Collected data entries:
++++++

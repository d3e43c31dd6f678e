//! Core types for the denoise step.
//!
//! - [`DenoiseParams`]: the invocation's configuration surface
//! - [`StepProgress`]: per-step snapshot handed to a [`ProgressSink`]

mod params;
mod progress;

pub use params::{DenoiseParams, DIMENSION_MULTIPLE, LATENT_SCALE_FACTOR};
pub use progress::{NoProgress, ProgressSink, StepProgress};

++++++

What you need to do is repeat every record above exactly.

- [Reply]:
repository d3e43c31dd6f678e
//! Core types for the denoise step.
//!
//! - [`DenoiseParams`]: the invocation's configuration surface
//! - [`StepProgress`]: per-step snapshot handed to a [`ProgressSink`]

mod params;
mod progress;

pub use params::{DenoiseParams, DIMENSION_MULTIPLE, LATENT_SCALE_FACTOR};
pub use progress::{NoProgress, ProgressSink, StepProgress};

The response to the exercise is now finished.